Teils mit Stöckelschuhen und Sandalen wird der rudimentär gangbare Weg zum Gullfoss beschritten, die Digi-Knipse im Anschlag: Mutti vor dem Wasserfall, Mutti neben dem Wasserfall. Das war es. Mutti hinter oder unter dem Wasserfall geht nicht, auch wenn es sich sicher so mancher wünschen würde…

Zurück zur Natur - am besten auf Rädern
Zurück zur Natur – am besten auf Rädern

Stets dabei: Die Tüte mit den Souvenirs. Die gibt es oben im „Service-Center“, einem Massenabfertigungsbetrieb, der offenbar genauso viele Busladungen Touristen bewältigen kann wie der Gullfoss Wasser hinabstürzen lässt. Basecaps, T-Shirts, Stofftiere, Schlüsselanhänger, Postkarten, Strickpullover, Island-Schlüpfer und so weiter. Dazu Kaffee, Kuchen, belegte Brote und Suppe bis zum Abwinken, auch „refill“ genannt, sorgen dafür, dass der auto- und busreisende Tourist sich wohl fühlt – und die Kassen klingeln. Denn was die Natur an Wunder vollbringt, soll schließlich mit barer Münze honoriert werden.

Und nach dem Besichtigungsspektakel und dem Rundum-sorglos-Paket des „Service-Centers“ geht es wieder von dannen – natürlich per Bus oder Auto, um kurze Zeit später wieder im warmen und trockenen Hotelzimmer zu sitzen.
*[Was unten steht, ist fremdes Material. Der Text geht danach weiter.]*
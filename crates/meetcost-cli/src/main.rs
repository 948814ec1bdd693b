use std::path::PathBuf;
use std::sync::Arc;

use anyhow::Result;
use clap::{Parser, Subcommand};
use meetcost_application::MeetingController;
use meetcost_infrastructure::{ConfigService, MeetcostPaths};

mod commands;
mod logging;

#[derive(Parser)]
#[command(name = "meetcost")]
#[command(about = "meetcost - what your meeting costs, topic by topic", long_about = None)]
struct Cli {
    /// Path to config.toml (defaults to the platform config directory)
    #[arg(long, global = true)]
    config: Option<PathBuf>,

    #[command(subcommand)]
    command: Commands,
}

#[derive(Subcommand)]
enum Commands {
    /// Import participants (Name, Title, Salary rows) and an agenda
    Setup {
        /// File with participant rows, `-` for stdin
        #[arg(long, short)]
        participants: PathBuf,
        /// File with one agenda topic per line
        #[arg(long, short)]
        agenda: Option<PathBuf>,
    },
    /// Append a topic to the agenda
    AddTopic { title: String },
    /// Start timing a topic (agenda number or id)
    Start { topic: String },
    /// Pause the active topic
    Pause { topic: String },
    /// Mark a topic as done
    Stop { topic: String },
    /// End the meeting
    End,
    /// Show the agenda, burn rate and running total
    Status,
    /// Print the itemized receipt
    Summary,
    /// Forget the current meeting
    Reset {
        /// Confirm the reset
        #[arg(long)]
        yes: bool,
    },
    /// Run the live meter, reading commands from stdin
    Run,
}

#[tokio::main]
async fn main() -> Result<()> {
    let cli = Cli::parse();

    let config_service = match cli.config {
        Some(path) => ConfigService::new(path),
        None => ConfigService::at_default_location()?,
    };
    let config = config_service.load()?;

    let paths = MeetcostPaths::from_config(&config);
    let _guard = logging::init(paths.logs_dir().ok().as_deref());
    tracing::debug!(config = %config_service.path().display(), "configuration loaded");

    let controller = Arc::new(MeetingController::from_config(&config).await?);
    let currency = config.currency_symbol.as_str();

    match cli.command {
        Commands::Setup {
            participants,
            agenda,
        } => commands::setup::run(&controller, &participants, agenda.as_deref(), currency).await?,
        Commands::AddTopic { title } => commands::topic::add(&controller, &title).await?,
        Commands::Start { topic } => commands::topic::start(&controller, &topic).await?,
        Commands::Pause { topic } => commands::topic::pause(&controller, &topic).await?,
        Commands::Stop { topic } => commands::topic::stop(&controller, &topic).await?,
        Commands::End => commands::topic::end(&controller, currency).await?,
        Commands::Status => commands::report::status(&controller, currency).await,
        Commands::Summary => commands::report::summary(&controller, currency).await,
        Commands::Reset { yes } => commands::reset::run(&controller, yes).await?,
        Commands::Run => commands::live::run(&controller, currency).await?,
    }

    controller.shutdown();
    Ok(())
}
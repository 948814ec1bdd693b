//! Topic domain model.
//!
//! A topic is one agenda item. It carries its own share of the meeting cost and
//! the time spent on it.

use serde::{Deserialize, Serialize};
use std::fmt;
use uuid::Uuid;

/// Lifecycle status of a topic.
///
/// `Completed` is terminal: no action moves a topic out of it.
#[derive(Debug, Clone, Copy, PartialEq, Eq, Serialize, Deserialize)]
#[serde(rename_all = "snake_case")]
pub enum TopicStatus {
    /// On the agenda, never started.
    Pending,
    /// Currently accruing cost.
    Active,
    /// Started at least once, not accruing.
    Paused,
    /// Closed by the user.
    Completed,
}

impl TopicStatus {
    pub fn as_str(&self) -> &'static str {
        match self {
            TopicStatus::Pending => "pending",
            TopicStatus::Active => "active",
            TopicStatus::Paused => "paused",
            TopicStatus::Completed => "completed",
        }
    }

    pub fn is_terminal(&self) -> bool {
        matches!(self, TopicStatus::Completed)
    }
}

impl fmt::Display for TopicStatus {
    fn fmt(&self, f: &mut fmt::Formatter<'_>) -> fmt::Result {
        f.write_str(self.as_str())
    }
}

#[derive(Debug, Clone, PartialEq, Serialize, Deserialize)]
pub struct Topic {
    /// Unique topic identifier (UUID format)
    pub id: String,
    pub title: String,
    pub status: TopicStatus,
    /// Cost charged to this topic so far
    pub accumulated_cost: f64,
    /// Seconds spent on this topic so far (fractional)
    pub duration_seconds: f64,
}

impl Topic {
    /// Creates a pending topic with nothing accrued.
    pub fn new(title: impl Into<String>) -> Self {
        Self {
            id: Uuid::new_v4().to_string(),
            title: title.into(),
            status: TopicStatus::Pending,
            accumulated_cost: 0.0,
            duration_seconds: 0.0,
        }
    }

    pub fn is_active(&self) -> bool {
        self.status == TopicStatus::Active
    }

    pub fn is_completed(&self) -> bool {
        self.status.is_terminal()
    }

    /// Whether the topic ever ran. Only these appear on the final summary.
    pub fn has_run(&self) -> bool {
        self.duration_seconds > 0.0
    }
}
Wir haben freilich eine längere Zeit gebraucht, um wieder zurückzukehren, zu unserem Zelt. Denn wir sind die knapp 14 Kilometer zurückgelaufen, weil wir weder Stöckelschuhe noch Sandalen eingepackt haben, sondern Wanderschuhe.

Am Ende bleibt ein wenig Zweifel in der Luft: Einerseits wollen wir die Natur in ihrer Schönheit bewahren, andererseits auch Anteil an ihr haben, sie bestaunen und bewundern. Letztendlich ist es wohl wie in der Medizin: „Die Dosis macht das Gift“.

Kommentar 1

  1. TarjAmused 18. August 2013

    Ein echter Pooky, dieser Beitrag!

    Wunderbar plastisch hast du überwältigende Bilder in meinem Kopf herauf beschworen. Aber statt des erwarteten atemberaubenden Naturschauspiels klemmt in meinen Synpsen nun leider ein überfülltes Gruppenbild voll von diesen Muttis, Vattis, Lüttis oder Fiffis, die man sich in seinem Leben schon hinter den Wasserfall gewünscht hat (wahlweise auch über die Klippe, in den Treibsand, auf den Grill, unter die Räder, ins Bärengehege …). Danke für dieses Sahnehäubchen auf meinem Sonntagskaffee, aber jetzt lege ich lieber schnell den Kopf zur Seite und hoffe, dass alles wieder rausfällt, wenn ich nur lange genug oben drauf klopfe.

    Und ich glaube, du möchtest demnächst unbedingt mit zu David Guetta!